Having run for public office for the first time in May 2014, Colleran-Molloy has made a very positive impression on her fellow County Councillors. When asked she outlined what she would have campaigned for if aspiring to become a Clare TD.
“I would have campaigned for a change in the common theme that has been running through the harsh policies. I know austere times have required very difficult decisions to be made by this Government but I suppose a common theme that I’ve seen happen is the disproportion burden that has been placed on the vulnerable in society and by that I mean all the way from the older people to the youngest people in our society”.
She continued “The disproportionate burden of the austerity measures on women would have been something I would have zoned in on, on children especially with children with special needs, not just children at the lowest level but children at secondary school who are not getting any guidance counselling, that effects all of us into the future”.
“While it’s oft times stated that we need a good spatial strategy here in Ireland for economic development and employment opportunities it seems to me that we’re dipping into the Irish Sea because it continues to remain centred in Dublin and on the Eastern seaboard, now the Government is recently making statements that we need to invest in regional development for our towns and villages and I say ‘finally’ and I hope it’s true”.
Looking towards the pending General Election, Clare is assertive that Fianna Fáil can win the two seats. “All I can tell you is I will do my best to ensure that the Fianna Fáil vote is brought out to ensure that the two candidates obtain two seats for Co Clare, I believe Co Clare is a traditional Fianna Fáil County and I believe that we will indeed succeed in getting two seats for Co Clare this time round. It won’t be easy but it will take a lot of work from people like myself, the candidates and the party members to make that happen”.
On a wider scale, Ms Colleran-Molloy feels her party should at least aim to double its current amount of twenty one TDs.
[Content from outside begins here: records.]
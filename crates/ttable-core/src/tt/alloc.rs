//! 置換表用のメモリ確保
//!
//! Large Pages を優先して試し、失敗したら通常のヒープ確保にフォールバックする。
//! どちらの経路でも先頭アドレスはキャッシュライン境界に切り上げて使う。
//! 確保した領域は常にゼロ初期化されている（mmap / VirtualAlloc は OS が、通常経路は `alloc_zeroed` が保証する）。

use std::alloc::{Layout, alloc_zeroed, dealloc};
use std::ptr::NonNull;
use std::sync::OnceLock;

use super::CACHE_LINE_SIZE;

#[cfg(windows)]
use windows_sys::Win32::Foundation::{CloseHandle, ERROR_SUCCESS, GetLastError, HANDLE};
#[cfg(windows)]
use windows_sys::Win32::Security::{
    AdjustTokenPrivileges, LUID, LUID_AND_ATTRIBUTES, LookupPrivilegeValueA, OpenProcessToken,
    SE_PRIVILEGE_ENABLED, TOKEN_ADJUST_PRIVILEGES, TOKEN_PRIVILEGES, TOKEN_QUERY,
};
#[cfg(windows)]
use windows_sys::Win32::System::Memory::{
    GetLargePageMinimum, MEM_COMMIT, MEM_LARGE_PAGES, MEM_RELEASE, MEM_RESERVE, PAGE_READWRITE,
    VirtualAlloc, VirtualFree,
};
#[cfg(windows)]
use windows_sys::Win32::System::Threading::GetCurrentProcess;

/// Linux の hugetlb 既定ページサイズ
#[cfg(any(target_os = "linux", target_os = "android"))]
const HUGE_PAGE_SIZE: usize = 2 * 1024 * 1024;

/// メモリ確保の失敗
#[derive(Debug, thiserror::Error)]
pub enum AllocError {
    /// 通常確保も含めてすべて失敗した
    #[error("failed to allocate {bytes} bytes for transposition table")]
    OutOfMemory { bytes: usize },
    /// 要求サイズがアドレス空間を超える
    #[error("transposition table of {mb_size}MB does not fit in the address space")]
    SizeOverflow { mb_size: usize },
}

#[derive(Clone, Copy, Debug, PartialEq, Eq)]
pub(super) enum AllocKind {
    LargePages,
    Regular,
}

/// 解放方法（確保経路ごとに異なる）
enum Release {
    Heap(Layout),
    #[cfg(any(target_os = "linux", target_os = "android"))]
    Mmap(usize),
    #[cfg(windows)]
    Virtual,
}

pub(super) struct Allocation {
    /// OSから返された生のアドレス
    base: NonNull<u8>,
    /// キャッシュライン境界に切り上げたアドレス
    aligned: NonNull<u8>,
    kind: AllocKind,
    release: Release,
}

impl Allocation {
    /// `size` バイト以上を確保する
    ///
    /// `want_large_pages` が真なら Large Pages を先に試す。
    /// 失敗はログに残すだけで、通常確保に切り替える。
    pub(super) fn allocate(size: usize, want_large_pages: bool) -> Result<Self, AllocError> {
        if want_large_pages {
            match try_alloc_large_pages(size) {
                Some(alloc) => {
                    log::info!("Hash LargePages {} MiB", size >> 20);
                    return Ok(alloc);
                }
                None => log::warn!(
                    "Failed to allocate {} MiB Large Page memory for transposition table, switching to default",
                    size >> 20
                ),
            }
        }

        alloc_regular(size)
    }

    /// キャッシュライン境界に揃えた先頭アドレス
    pub(super) fn ptr(&self) -> NonNull<u8> {
        self.aligned
    }

    pub(super) fn kind(&self) -> AllocKind {
        self.kind
    }
}

/// Large Pages を使えるかどうか（プロセス内で一度だけ判定する）
///
/// Windows では SeLockMemoryPrivilege の取得、Linux では hugetlb プールの有無を見る。
/// `requested` が偽なら判定自体を行わない。
pub(super) fn large_pages_enabled(requested: bool) -> bool {
    static LARGE_PAGE_PRIVILEGE: OnceLock<bool> = OnceLock::new();

    if !requested {
        return false;
    }

    *LARGE_PAGE_PRIVILEGE.get_or_init(|| {
        let granted = acquire_large_page_privilege();
        if !granted {
            log::info!("No Privilege for Large Pages");
        }
        granted
    })
}

/// `value` を `align` の倍数に切り上げる（`align` は2の冪）
#[inline]
fn align_up(value: usize, align: usize) -> usize {
    debug_assert!(align.is_power_of_two());
    (value + align - 1) & !(align - 1)
}

fn aligned_ptr(base: NonNull<u8>) -> NonNull<u8> {
    let offset = align_up(base.as_ptr() as usize, CACHE_LINE_SIZE) - base.as_ptr() as usize;
    // SAFETY: offset < CACHE_LINE_SIZE であり、確保時にその分のパディングを足している
    unsafe { NonNull::new_unchecked(base.as_ptr().add(offset)) }
}

fn alloc_regular(size: usize) -> Result<Allocation, AllocError> {
    // 切り上げ後も size バイト使えるよう、キャッシュライン - 1 バイトを余分に確保する
    let padded = size
        .checked_add(CACHE_LINE_SIZE - 1)
        .ok_or(AllocError::OutOfMemory { bytes: size })?;
    let layout = Layout::from_size_align(padded, 1)
        .map_err(|_| AllocError::OutOfMemory { bytes: padded })?;

    // SAFETY: layout のサイズは CACHE_LINE_SIZE - 1 以上で 0 にならない
    let base = NonNull::new(unsafe { alloc_zeroed(layout) })
        .ok_or(AllocError::OutOfMemory { bytes: padded })?;

    Ok(Allocation {
        base,
        aligned: aligned_ptr(base),
        kind: AllocKind::Regular,
        release: Release::Heap(layout),
    })
}

#[cfg(any(target_os = "linux", target_os = "android"))]
fn acquire_large_page_privilege() -> bool {
    // 特権は不要。hugetlb プールが1ページも予約されていなければ mmap は必ず失敗する
    std::fs::read_to_string("/proc/meminfo")
        .ok()
        .and_then(|meminfo| {
            meminfo
                .lines()
                .find_map(|line| line.strip_prefix("HugePages_Total:"))
                .and_then(|v| v.trim().parse::<usize>().ok())
        })
        .is_some_and(|total| total > 0)
}

#[cfg(any(target_os = "linux", target_os = "android"))]
fn try_alloc_large_pages(size: usize) -> Option<Allocation> {
    let len = align_up(size, HUGE_PAGE_SIZE);

    // SAFETY: 匿名マッピングなので fd は -1、戻り値は MAP_FAILED で検査する
    let ptr = unsafe {
        libc::mmap(
            std::ptr::null_mut(),
            len,
            libc::PROT_READ | libc::PROT_WRITE,
            libc::MAP_PRIVATE | libc::MAP_ANONYMOUS | libc::MAP_HUGETLB,
            -1,
            0,
        )
    };
    if ptr == libc::MAP_FAILED {
        log::debug!("mmap(MAP_HUGETLB, {len}) failed: {}", std::io::Error::last_os_error());
        return None;
    }

    let base = NonNull::new(ptr as *mut u8)?;
    Some(Allocation {
        base,
        aligned: aligned_ptr(base),
        kind: AllocKind::LargePages,
        release: Release::Mmap(len),
    })
}

#[cfg(windows)]
fn acquire_large_page_privilege() -> bool {
    // SAFETY: Win32 API 呼び出し。ハンドルは取得に成功した場合のみ閉じる
    unsafe {
        if GetLargePageMinimum() == 0 {
            return false;
        }

        let mut token: HANDLE = std::ptr::null_mut();
        if OpenProcessToken(GetCurrentProcess(), TOKEN_ADJUST_PRIVILEGES | TOKEN_QUERY, &mut token)
            == 0
        {
            return false;
        }

        let mut luid = LUID {
            LowPart: 0,
            HighPart: 0,
        };
        if LookupPrivilegeValueA(std::ptr::null(), b"SeLockMemoryPrivilege\0".as_ptr(), &mut luid)
            == 0
        {
            CloseHandle(token);
            return false;
        }

        let tp = TOKEN_PRIVILEGES {
            PrivilegeCount: 1,
            Privileges: [LUID_AND_ATTRIBUTES {
                Luid: luid,
                Attributes: SE_PRIVILEGE_ENABLED,
            }],
        };

        // AdjustTokenPrivileges が非ゼロを返しても ERROR_SUCCESS でない場合は
        // 部分的な失敗（ERROR_NOT_ALL_ASSIGNED等）を意味するためチェック
        let ok = AdjustTokenPrivileges(
            token,
            0,
            &tp,
            0,
            std::ptr::null_mut(),
            std::ptr::null_mut(),
        ) != 0
            && GetLastError() == ERROR_SUCCESS;

        CloseHandle(token);
        ok
    }
}

#[cfg(windows)]
fn try_alloc_large_pages(size: usize) -> Option<Allocation> {
    // SAFETY: VirtualAlloc の戻り値は null 検査してから使う
    unsafe {
        let large_page_size = GetLargePageMinimum();
        if large_page_size == 0 {
            return None;
        }

        let ptr = VirtualAlloc(
            std::ptr::null_mut(),
            align_up(size, large_page_size),
            MEM_RESERVE | MEM_COMMIT | MEM_LARGE_PAGES,
            PAGE_READWRITE,
        );

        let base = NonNull::new(ptr as *mut u8)?;
        Some(Allocation {
            base,
            aligned: aligned_ptr(base),
            kind: AllocKind::LargePages,
            release: Release::Virtual,
        })
    }
}

#[cfg(not(any(windows, target_os = "linux", target_os = "android")))]
fn acquire_large_page_privilege() -> bool {
    false
}

#[cfg(not(any(windows, target_os = "linux", target_os = "android")))]
fn try_alloc_large_pages(_size: usize) -> Option<Allocation> {
    None
}

impl Drop for Allocation {
    fn drop(&mut self) {
        // SAFETY: base と release は確保時に対応する組で記録している
        unsafe {
            match self.release {
                Release::Heap(layout) => dealloc(self.base.as_ptr(), layout),
                #[cfg(any(target_os = "linux", target_os = "android"))]
                Release::Mmap(len) => {
                    if libc::munmap(self.base.as_ptr() as *mut _, len) != 0 {
                        eprintln!("Warning: munmap failed: {}", std::io::Error::last_os_error());
                    }
                }
                #[cfg(windows)]
                Release::Virtual => {
                    if VirtualFree(self.base.as_ptr() as *mut _, 0, MEM_RELEASE) == 0 {
                        // リソースリークの可能性があるため、リリースビルドでも警告を出力
                        eprintln!("Warning: VirtualFree failed with error {}", GetLastError());
                    }
                }
            }
        }
    }
}

// SAFETY: Allocation owns raw memory for the TT. Concurrent probe/write through it are
// intentionally unsynchronized; resize/clear require exclusive access (&mut).
unsafe impl Send for Allocation {}
unsafe impl Sync for Allocation {}

#[cfg(test)]
mod tests {
    use super::*;

    #[test]
    fn test_align_up() {
        assert_eq!(align_up(0, 64), 0);
        assert_eq!(align_up(1, 64), 64);
        assert_eq!(align_up(64, 64), 64);
        assert_eq!(align_up(65, 64), 128);
    }

    #[test]
    fn test_regular_allocation_is_cache_line_aligned() {
        let alloc = Allocation::allocate(4096, false).unwrap();
        assert_eq!(alloc.kind(), AllocKind::Regular);
        assert_eq!(alloc.ptr().as_ptr() as usize % CACHE_LINE_SIZE, 0);

        // 切り上げ後の末尾バイトまで書き込めること
        unsafe {
            std::ptr::write_bytes(alloc.ptr().as_ptr(), 0xAB, 4096);
            assert_eq!(*alloc.ptr().as_ptr().add(4095), 0xAB);
        }
    }

    #[test]
    fn test_allocation_is_zeroed() {
        for want_large_pages in [false, true] {
            let alloc = Allocation::allocate(1 << 20, want_large_pages).unwrap();
            // SAFETY: 確保した 1MiB の範囲内を読む
            let bytes = unsafe { std::slice::from_raw_parts(alloc.ptr().as_ptr(), 1 << 20) };
            assert!(bytes.iter().all(|&b| b == 0));
        }
    }

    #[test]
    fn test_large_pages_fall_back_or_succeed() {
        // 環境によって Large Pages が使えるかは異なるが、どちらでも確保は成功する
        let alloc = Allocation::allocate(1 << 20, true).unwrap();
        assert_eq!(alloc.ptr().as_ptr() as usize % CACHE_LINE_SIZE, 0);
    }

    #[test]
    fn test_large_pages_disabled_when_not_requested() {
        assert!(!large_pages_enabled(false));
    }
}
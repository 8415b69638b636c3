//! コマンド処理
//!
//! 置換表とオプションを保持し、1行ずつ受け取ったコマンドを処理する。
//! 探索は同期的に走るため、resize / clear の時点で probe 中のスレッドは存在しない。

use anyhow::Result;
use std::io::Write;

use crate::bench::{BenchConfig, run_bench};
use ttable_core::options::{
    OPTION_CLEAR_HASH, OPTION_HASH, OPTION_LARGE_PAGES, OPTION_THREADS, OptionValue,
};
use ttable_core::{OptionsMap, TranspositionTable};

/// `bench` の既定の1スレッドあたり probe 回数
const DEFAULT_BENCH_PROBES: u64 = 1_000_000;

/// コマンド処理後の継続可否
#[derive(Debug, Clone, Copy, PartialEq, Eq)]
pub enum Control {
    Continue,
    Quit,
}

pub struct Engine<W: Write> {
    options: OptionsMap,
    tt: TranspositionTable,
    /// オプション変更が置換表にまだ反映されていない
    options_dirty: bool,
    out: W,
}

impl<W: Write> Engine<W> {
    pub fn new(options: OptionsMap, out: W) -> Self {
        Self {
            options,
            tt: TranspositionTable::new(),
            options_dirty: true,
            out,
        }
    }

    /// 1行分のコマンドを処理する
    pub fn handle_line(&mut self, line: &str) -> Result<Control> {
        let line = line.trim();
        let (cmd, rest) = line.split_once(char::is_whitespace).unwrap_or((line, ""));

        match cmd {
            "" => {}
            "usi" => self.send_id_and_options()?,
            "isready" => {
                self.ensure_ready()?;
                self.println("readyok")?;
            }
            "setoption" => self.handle_setoption(rest)?,
            "usinewgame" => {
                self.ensure_ready()?;
                self.tt.clear();
            }
            "bench" => self.handle_bench(rest)?,
            "hashfull" => {
                self.ensure_ready()?;
                let hashfull = self.tt.hashfull();
                self.println(&format!("info hashfull {hashfull}"))?;
            }
            "quit" => return Ok(Control::Quit),
            _ => log::warn!("Unknown command: {line}"),
        }

        Ok(Control::Continue)
    }

    fn println(&mut self, s: &str) -> Result<()> {
        writeln!(self.out, "{s}")?;
        self.out.flush()?;
        Ok(())
    }

    fn info_string(&mut self, s: &str) -> Result<()> {
        self.println(&format!("info string {s}"))
    }

    fn send_id_and_options(&mut self) -> Result<()> {
        self.println(&format!("id name ttable-usi {}", env!("CARGO_PKG_VERSION")))?;
        self.println(&format!("id author {}", env!("CARGO_PKG_AUTHORS")))?;
        for line in self.options.usi_lines() {
            self.println(&line)?;
        }
        self.println("usiok")
    }

    /// 保留中のオプション変更を置換表に反映し、Large Pages の使用状態を通知する
    fn ensure_ready(&mut self) -> Result<()> {
        if !self.options_dirty {
            return Ok(());
        }
        self.tt.apply_options(&self.options);
        self.options_dirty = false;

        let mb_size = self.options.spin(OPTION_HASH).unwrap_or(0);
        if self.tt.uses_large_pages() {
            self.info_string(&format!("Hash LargePages {mb_size} MiB"))?;
        } else if self.options.check(OPTION_LARGE_PAGES) == Some(true) {
            self.info_string(&format!("Hash {mb_size} MiB without LargePages"))?;
        }
        Ok(())
    }

    /// `setoption name <name> [value <value>]`
    fn handle_setoption(&mut self, body: &str) -> Result<()> {
        let Some(after_name) = body.trim().strip_prefix("name") else {
            log::warn!("setoption without name: {body}");
            return Ok(());
        };
        let after_name = after_name.trim_start();
        let (name, value) = match after_name.find(" value ") {
            Some(pos) => (after_name[..pos].trim(), after_name[pos + 7..].trim()),
            None => (after_name.trim(), ""),
        };
        if name.is_empty() {
            return Ok(());
        }

        match self.options.set(name, value) {
            Ok(OptionValue::Button) if name.eq_ignore_ascii_case(OPTION_CLEAR_HASH) => {
                self.ensure_ready()?;
                self.tt.clear();
                self.info_string("Hash cleared")?;
            }
            Ok(_) => self.options_dirty = true,
            Err(e) => {
                log::warn!("{e}");
                self.info_string(&e.to_string())?;
            }
        }

        Ok(())
    }

    /// `bench [probes]`
    fn handle_bench(&mut self, args: &str) -> Result<()> {
        let probes = match args.split_whitespace().next() {
            None => DEFAULT_BENCH_PROBES,
            Some(n) => match n.parse() {
                Ok(probes) => probes,
                Err(e) => {
                    log::warn!("invalid bench probe count {n}: {e}");
                    return self.info_string(&format!("invalid bench probe count: {n}"));
                }
            },
        };
        self.ensure_ready()?;

        let config = BenchConfig {
            threads: self.options.spin(OPTION_THREADS).unwrap_or(1).max(1) as usize,
            probes_per_thread: probes,
            seed: 0x5EED,
        };
        let report = run_bench(&self.tt, &config);

        self.info_string(&format!(
            "bench threads {} probes {} hits {} time {}ms nps {}",
            config.threads,
            report.probes,
            report.hits,
            report.elapsed.as_millis(),
            report.probes_per_sec()
        ))?;
        let hashfull = self.tt.hashfull();
        self.println(&format!("info hashfull {hashfull}"))
    }
}
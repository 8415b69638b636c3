//! 置換表モジュール
//!
//! 探索結果をキャッシュする置換表（Transposition Table）。
//!
//! - `TTEntry`: エントリ（10バイト、16bitキー）
//! - `Cluster`: エントリのグループ（32バイト）
//! - `TranspositionTable`: テーブル本体
//! - 世代管理
//! - Large Pages 対応のメモリ確保とマルチスレッドのゼロクリア
//!
//! # CLUSTER_SIZE=3
//!
//! クラスターインデックスは64bitキーの上位32bitで決定し、
//! クラスター内マッチングに下位16bitを使用する。
//! 10バイトエントリ × 3 + 2パディング = 32バイト/クラスター。
//!
//! # 排他制御
//!
//! `probe` / `write` はロックもアトミック命令も使わない。
//! 複数スレッドからの同時書き込みでエントリが壊れることは許容し、
//! 16bitキーの不一致で検出、次回の書き込みで上書きされる前提で扱う。

mod alloc;
mod clear;
mod entry;
mod table;

pub use alloc::AllocError;
pub use entry::{TTData, TTEntry};
pub use table::{Cluster, ProbeResult, TranspositionTable};

/// クラスターサイズ（エントリ数）
/// 10bytes × 3 + 2padding = 32bytes
pub const CLUSTER_SIZE: usize = 3;

/// Generation関連の定数
pub const GENERATION_BITS: u32 = 3;
pub const GENERATION_DELTA: u8 = 1 << GENERATION_BITS; // 8
/// 256（u8の周期）+ 7（下位3bitのフラグが結果に影響しないためのバイアス）
pub const GENERATION_CYCLE: u16 = 255 + GENERATION_DELTA as u16;
pub const GENERATION_MASK: u16 = 0xF8; // (0xFF << GENERATION_BITS) as u8

/// キャッシュラインサイズ
pub const CACHE_LINE_SIZE: usize = 64;

/// hashfull で走査するクラスター数
pub const HASHFULL_SAMPLE_CLUSTERS: usize = 1000;

/// 同一局面で上書きするのに必要な深さの差
pub const DEPTH_REPLACE_MARGIN: i32 = 4;
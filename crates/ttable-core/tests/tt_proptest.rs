//! 置換表の性質テスト（proptest）

use proptest::prelude::*;
use ttable_core::tt::{GENERATION_DELTA, TTEntry, TranspositionTable};
use ttable_core::types::{Bound, DEPTH_MAX_STORABLE, DEPTH_OFFSET, Move, Value};

fn bound_strategy() -> impl Strategy<Value = Bound> {
    prop_oneof![Just(Bound::Upper), Just(Bound::Lower), Just(Bound::Exact)]
}

proptest! {
    #![proptest_config(ProptestConfig::with_cases(256))]

    /// EXACT で保存した直後の probe は保存した内容をそのまま返す
    #[test]
    fn prop_exact_write_is_readable(
        key in any::<u64>().prop_filter("tag 0 is reserved", |k| *k as u16 != 0),
        value in -32000i32..=32000,
        eval in -32000i32..=32000,
        depth in DEPTH_OFFSET..=DEPTH_MAX_STORABLE,
        mv in 1u16..,
        is_pv in any::<bool>(),
    ) {
        let mut tt = TranspositionTable::new();
        tt.set_large_pages(false);
        tt.resize(1);

        tt.probe(key).write(
            Value::new(value), is_pv, Bound::Exact, depth, Move::from_u16(mv), Value::new(eval),
        );
        let hit = tt.probe(key);
        prop_assert!(hit.found);
        prop_assert_eq!(hit.data.value.raw(), value);
        prop_assert_eq!(hit.data.eval.raw(), eval);
        prop_assert_eq!(hit.data.depth, depth);
        prop_assert_eq!(hit.data.mv, Move::from_u16(mv));
        prop_assert_eq!(hit.data.bound, Bound::Exact);
        prop_assert_eq!(hit.data.is_pv, is_pv);
    }

    /// 世代が k 回進んだエントリの相対年齢は 8k（一周未満なら周回しても正しい）
    #[test]
    fn prop_relative_age_survives_wraparound(
        start in 0u8..32,
        steps in 0u8..32,
        is_pv in any::<bool>(),
        bound in bound_strategy(),
    ) {
        let written = start.wrapping_mul(GENERATION_DELTA);
        let now = written.wrapping_add(steps.wrapping_mul(GENERATION_DELTA));
        let mut entry = TTEntry::new();
        entry.save(1, Value::ZERO, is_pv, bound, 1, Move::NONE, Value::ZERO, written);
        prop_assert_eq!(entry.relative_age(now), steps.wrapping_mul(GENERATION_DELTA));
    }
}
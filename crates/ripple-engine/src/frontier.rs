//! Frontier expansion and compaction phases.
//!
//! One BFS level runs four bulk-parallel phases in strict sequence:
//! degree computation, the exclusive scan, neighbour claiming, and
//! compaction. This module holds the claim phase and both compactors;
//! the drivers in [`crate::bfs`] sequence the phases.

use std::sync::atomic::{AtomicU32, Ordering};

use rayon::prelude::*;
use ripple_core::NodeId;
use ripple_graph::Graph;

use crate::chunk::split_at_offsets;
use crate::visit::VisitSet;

/// The claim phase: race for each frontier node's unvisited neighbours.
///
/// `offsets` is the exclusive scan of the frontier's out-degrees and
/// `scratch` the buffer of scan-total length, pre-filled with
/// [`NodeId::NONE`]. The scratch buffer is split into disjoint `&mut`
/// chunks at the offsets — one per frontier slot — so no two workers
/// can ever target the same slot.
///
/// Parallel over frontier slots, sequential over each node's (at most
/// a handful of) neighbours: a won claim stores `next_dist` for the
/// neighbour and records it in the slot reserved for that edge; a lost
/// claim leaves the slot at the sentinel. The distance store is
/// `Relaxed` — the slot and the distance are written by the same
/// worker in order, and downstream phases only read them after the
/// fork-join barrier.
pub(crate) fn claim_neighbours(
    graph: &Graph,
    frontier: &[NodeId],
    offsets: &[usize],
    scratch: &mut [NodeId],
    visited: &VisitSet,
    dist: &[AtomicU32],
    next_dist: u32,
    min_len: usize,
) {
    debug_assert_eq!(frontier.len(), offsets.len());
    let chunks = split_at_offsets(scratch, offsets);
    frontier
        .par_iter()
        .zip(chunks.into_par_iter())
        .with_min_len(min_len)
        .for_each(|(&v, slots)| {
            for (slot, &u) in slots.iter_mut().zip(graph.neighbours(v)) {
                if visited.claim(u) {
                    dist[u.index()].store(next_dist, Ordering::Relaxed);
                    *slot = u;
                }
            }
        });
}

/// Allocating compactor: filter the sentinels out into a fresh frontier.
pub(crate) fn compact_filter(scratch: Vec<NodeId>, min_len: usize) -> Vec<NodeId> {
    scratch
        .into_par_iter()
        .with_min_len(min_len)
        .filter(|u| !u.is_none())
        .collect()
}

/// Reusing compactor: pack the survivors of `src` into `dst`.
///
/// `dest_idx` is the exclusive scan of the survivor flags, so
/// `dest_idx[i]` is the destination slot of `src[i]` when `src[i]` is a
/// survivor, and `dst.len()` is the survivor count. Survivors of one
/// `min_len`-sized source chunk land in one contiguous destination
/// range, so `dst` splits into disjoint `&mut` chunks at the
/// chunk-start destinations and the writes stay race-free.
pub(crate) fn pack_survivors(
    src: &[NodeId],
    dest_idx: &[usize],
    dst: &mut [NodeId],
    min_len: usize,
) {
    debug_assert_eq!(src.len(), dest_idx.len());
    let block = min_len.max(1);
    let starts: Vec<usize> = (0..src.len().div_ceil(block))
        .map(|c| dest_idx[c * block])
        .collect();
    let chunks = split_at_offsets(dst, &starts);
    src.par_chunks(block)
        .zip(chunks.into_par_iter())
        .for_each(|(src_chunk, out)| {
            let mut filled = 0;
            for &u in src_chunk {
                if !u.is_none() {
                    out[filled] = u;
                    filled += 1;
                }
            }
            debug_assert_eq!(filled, out.len());
        });
}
Having come from a large family, Fianna Fáil did assist the County Cllr in her youth. “I personally have been the beneficiary of what I’d call very socially conscientious and progressive policies of Fianna Fáil such as the free education”.
However she admitted that these types of policies have been lacking within the party “I believe that’s what has been lacking in the Fianna Fáil practices in the last Government, they just simply had forgotten the grassroots but I think the lesson has been learned and they now know returning to them core values is key and I believe I would have represented that and I will continue to try to represent that in my County Council position”.
In response to a query from The Clare Herald, Clare admitted that it is important that the County elect a female representative in the General Election. “I do believe diversity is very important and what I mean by that it’s not just gender diversity but background, ethnic diversity in terms of having rounded public representatives and that applies across all sorts of environments be it public environment, corporate environment, academic and work environments. I would like to think that we will succeed in having some female representation for Co Clare, it would be a positive thing”.
As it stands, Clare who proved to be very transfer friendly in the 2014 Local Elections is going to stand by her decision. “It was the most difficult decision I’ve had to make in my life but for the moment I’m pleased with my decision”. The polite and courteous public representative refused to rule out running in a future General Election “I would never say never”.